_Excerpted data_

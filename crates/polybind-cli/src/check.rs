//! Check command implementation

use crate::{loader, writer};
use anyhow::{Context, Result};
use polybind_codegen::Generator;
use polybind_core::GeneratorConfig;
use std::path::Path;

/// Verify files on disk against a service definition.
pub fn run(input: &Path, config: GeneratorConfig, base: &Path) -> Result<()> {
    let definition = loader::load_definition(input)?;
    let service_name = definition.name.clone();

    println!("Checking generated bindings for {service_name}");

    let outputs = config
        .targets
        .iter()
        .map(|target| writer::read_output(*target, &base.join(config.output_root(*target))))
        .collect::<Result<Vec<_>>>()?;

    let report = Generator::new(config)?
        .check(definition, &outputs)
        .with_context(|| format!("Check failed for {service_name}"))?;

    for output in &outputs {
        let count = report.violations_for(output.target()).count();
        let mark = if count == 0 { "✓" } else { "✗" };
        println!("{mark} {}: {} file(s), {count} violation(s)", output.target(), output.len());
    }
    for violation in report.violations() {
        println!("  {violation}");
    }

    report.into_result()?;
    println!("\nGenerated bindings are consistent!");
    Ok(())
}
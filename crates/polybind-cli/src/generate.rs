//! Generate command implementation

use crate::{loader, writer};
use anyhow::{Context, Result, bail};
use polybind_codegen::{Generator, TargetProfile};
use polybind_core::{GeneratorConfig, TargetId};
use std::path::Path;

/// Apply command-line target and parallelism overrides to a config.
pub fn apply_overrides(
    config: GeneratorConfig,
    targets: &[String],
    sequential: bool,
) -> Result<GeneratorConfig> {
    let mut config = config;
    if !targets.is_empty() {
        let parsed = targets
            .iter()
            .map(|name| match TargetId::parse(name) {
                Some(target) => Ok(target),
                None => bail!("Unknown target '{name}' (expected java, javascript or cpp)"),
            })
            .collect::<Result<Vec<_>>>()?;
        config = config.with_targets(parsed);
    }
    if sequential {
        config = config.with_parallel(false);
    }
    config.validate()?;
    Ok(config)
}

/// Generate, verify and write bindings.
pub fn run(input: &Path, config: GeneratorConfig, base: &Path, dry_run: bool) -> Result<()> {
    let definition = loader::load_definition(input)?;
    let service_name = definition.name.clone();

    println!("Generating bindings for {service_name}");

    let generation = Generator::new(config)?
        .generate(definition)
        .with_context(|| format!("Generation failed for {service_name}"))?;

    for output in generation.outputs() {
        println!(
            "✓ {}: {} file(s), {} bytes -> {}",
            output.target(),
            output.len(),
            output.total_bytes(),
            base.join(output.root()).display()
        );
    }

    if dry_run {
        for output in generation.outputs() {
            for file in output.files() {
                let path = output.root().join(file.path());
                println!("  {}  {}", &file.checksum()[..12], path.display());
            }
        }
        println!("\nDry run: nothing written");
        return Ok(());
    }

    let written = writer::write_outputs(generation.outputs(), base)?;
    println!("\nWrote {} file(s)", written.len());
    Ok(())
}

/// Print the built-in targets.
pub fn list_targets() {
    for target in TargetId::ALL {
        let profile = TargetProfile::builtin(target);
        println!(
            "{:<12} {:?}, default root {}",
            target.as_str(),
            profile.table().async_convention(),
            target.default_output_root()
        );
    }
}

_About this exercise_
Each line in the material above that mentions the word "collect" must be copied.

_Exercise answer_
        .collect::<Result<Vec<_>>>()?;
            .collect::<Result<Vec<_>>>()?;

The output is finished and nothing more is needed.